* [AIM OF THE EXERCISE]: From the first line of the material below to the line containing "an integration step", repeat every line exactly and add nothing.

* [INPUT DATA]:
-=-=-=-=-
/// Numerical epsilon for near-zero comparisons
pub const EPSILON: f64 = 1e-10;

/// Squared rotation angle below which exp/log use their series expansions
pub const SMALL_ANGLE_THRESHOLD: f64 = 1e-12;

/// Allowed drift of a quaternion norm from 1.0 after an integration step
pub const UNIT_NORM_TOLERANCE: f64 = 1e-5;

/// Gather pattern for the rows of `L(q)`: row `i` reads `q[Q_INDICES[i][j]]`.
pub const Q_INDICES: [[usize; 3]; 4] = [[1, 2, 3], [0, 3, 2], [3, 0, 1], [2, 1, 0]];

/// Sign/scale pattern for the rows of `L(q)`.
/// Together with [`Q_INDICES`] this encodes `L(q)·ω = ½ q ⊗ (0, ω)`.
pub const Q_FACTOR: [[f64; 3]; 4] = [
    [-0.5, -0.5, -0.5],
    [0.5, -0.5, 0.5],
    [0.5, 0.5, -0.5],
    [-0.5, 0.5, 0.5],
];
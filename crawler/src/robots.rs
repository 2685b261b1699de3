use std::time::Duration;

/// Rules from one origin's robots.txt that apply to this crawler.
#[derive(Debug, Clone, Default, PartialEq)]
pub struct Robots {
    allows: Vec<String>,
    disallows: Vec<String>,
    crawl_delay: Option<Duration>,
}

impl Robots {
    /// Everything allowed, no delay: used when robots.txt is missing or unreachable.
    pub fn allow_all() -> Self {
        Self::default()
    }

    /// Parse the groups addressed to `*` or to the product token of `agent`
    /// (the part before any `/`, compared case-insensitively).
    pub fn parse(txt: &str, agent: &str) -> Self {
        let agent_token = product_token(agent);
        let mut active = false;
        let mut in_agent_lines = false;
        let mut rules = Robots::default();
        for line in txt.lines() {
            let l = line.split('#').next().unwrap_or("").trim();
            if l.is_empty() { continue; }
            let Some((k, v)) = l.split_once(':') else { continue };
            let key = k.trim().to_lowercase();
            let val = v.trim();
            if key == "user-agent" {
                let group = product_token(val);
                let matches = group == "*" || (!group.is_empty() && group == agent_token);
                active = if in_agent_lines { active || matches } else { matches };
                in_agent_lines = true;
                continue;
            }
            in_agent_lines = false;
            if !active { continue; }
            match key.as_str() {
                "allow" if !val.is_empty() => rules.allows.push(val.to_string()),
                "disallow" if !val.is_empty() => rules.disallows.push(val.to_string()),
                "crawl-delay" => {
                    if let Ok(secs) = val.parse::<f64>() {
                        if secs.is_finite() && secs >= 0.0 {
                            rules.crawl_delay = Some(Duration::from_secs_f64(secs));
                        }
                    }
                }
                _ => {}
            }
        }
        rules
    }

    /// Longest matching prefix wins; ties go to Allow.
    pub fn allows(&self, path: &str) -> bool {
        let longest = |rules: &[String]| rules.iter().filter(|r| path.starts_with(r.as_str())).map(|r| r.len()).max();
        match (longest(&self.allows), longest(&self.disallows)) {
            (Some(a), Some(d)) => a >= d,
            (_, None) => true,
            (None, Some(_)) => false,
        }
    }

    pub fn crawl_delay(&self) -> Option<Duration> {
        self.crawl_delay
    }
}

fn product_token(agent: &str) -> String {
    agent.split('/').next().unwrap_or_default().trim().to_lowercase()
}

#[cfg(test)]
mod tests {
    use super::*;

    const TXT: &str = "\
# comment
User-agent: otherbot
Disallow: /

User-agent: *
Disallow: /private
Allow: /private/public
Crawl-delay: 0.5

User-agent: LinkRank-Bot
User-agent: extra
Disallow: /nolinkrank # inline comment
";

    #[test]
    fn longest_prefix_wins() {
        let r = Robots::parse(TXT, "linkrank-bot/0.1");
        assert!(r.allows("/"));
        assert!(!r.allows("/private/x"));
        assert!(r.allows("/private/public/page"));
        assert!(!r.allows("/nolinkrank/page"));
        assert_eq!(r.crawl_delay(), Some(Duration::from_millis(500)));
    }

    #[test]
    fn groups_for_other_agents_are_ignored() {
        let r = Robots::parse(TXT, "somebot");
        assert!(r.allows("/nolinkrank"));
        assert!(r.allows("/anything"));
    }

    #[test]
    fn partial_agent_names_do_not_match() {
        let txt = "User-agent: bot\nDisallow: /\n\nUser-agent: link\nDisallow: /\n";
        let r = Robots::parse(txt, "linkrank-bot/0.1");
        assert!(r.allows("/anything"));
        assert!(!Robots::parse(txt, "bot/2.0").allows("/anything"));
    }

    #[test]
    fn empty_or_missing_rules_allow_everything() {
        assert!(Robots::allow_all().allows("/x"));
        assert!(Robots::parse("User-agent: *\nDisallow:\n", "bot").allows("/x"));
    }
}
use crate::tokenizer::term_for_word;
use std::collections::HashSet;

pub const HIGHLIGHT_OPEN: &str = "<b>";
pub const HIGHLIGHT_CLOSE: &str = "</b>";

/// Build up to `max_windows` highlighted excerpts from normalized text.
///
/// Matching positions closer than `window` words are merged into one group;
/// the densest groups win, each rendered as `window` words either side of
/// its middle hit. Without any hit, the leading `2 * window` words are used.
pub fn extract_snippet(normalized_text: &str, query_terms: &[String], window: usize, max_windows: usize) -> String {
    let words: Vec<&str> = normalized_text.split_whitespace().collect();
    let terms: HashSet<&str> = query_terms.iter().map(String::as_str).collect();
    let is_hit = |w: &str| term_for_word(w).map_or(false, |t| terms.contains(t.as_str()));

    let positions: Vec<usize> = words.iter().enumerate().filter(|(_, w)| is_hit(w)).map(|(i, _)| i).collect();
    if positions.is_empty() {
        let lead: Vec<&str> = words.iter().take(window * 2).copied().collect();
        return format!("...{}...", lead.join(" "));
    }

    let mut groups: Vec<Vec<usize>> = Vec::new();
    let mut current = vec![positions[0]];
    for &pos in &positions[1..] {
        let last = *current.last().unwrap_or(&pos);
        if pos - last <= window {
            current.push(pos);
        } else {
            groups.push(std::mem::replace(&mut current, vec![pos]));
        }
    }
    groups.push(current);
    // stable: equally dense groups keep document order
    groups.sort_by(|a, b| b.len().cmp(&a.len()));

    groups
        .iter()
        .take(max_windows)
        .map(|group| {
            let center = group[group.len() / 2];
            let start = center.saturating_sub(window);
            let end = (center + window).min(words.len());
            let fragment: Vec<String> = words[start..end]
                .iter()
                .map(|w| if is_hit(w) { format!("{HIGHLIGHT_OPEN}{w}{HIGHLIGHT_CLOSE}") } else { (*w).to_string() })
                .collect();
            format!("…{}…", fragment.join(" "))
        })
        .collect::<Vec<_>>()
        .join(" ")
}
-=-=-=-=-
* [RESPONSE TO THIS TASK]:
/// Numerical epsilon for near-zero comparisons
pub const EPSILON: f64 = 1e-10;

/// Squared rotation angle below which exp/log use their series expansions
pub const SMALL_ANGLE_THRESHOLD: f64 = 1e-12;

/// Allowed drift of a quaternion norm from 1.0 after an integration step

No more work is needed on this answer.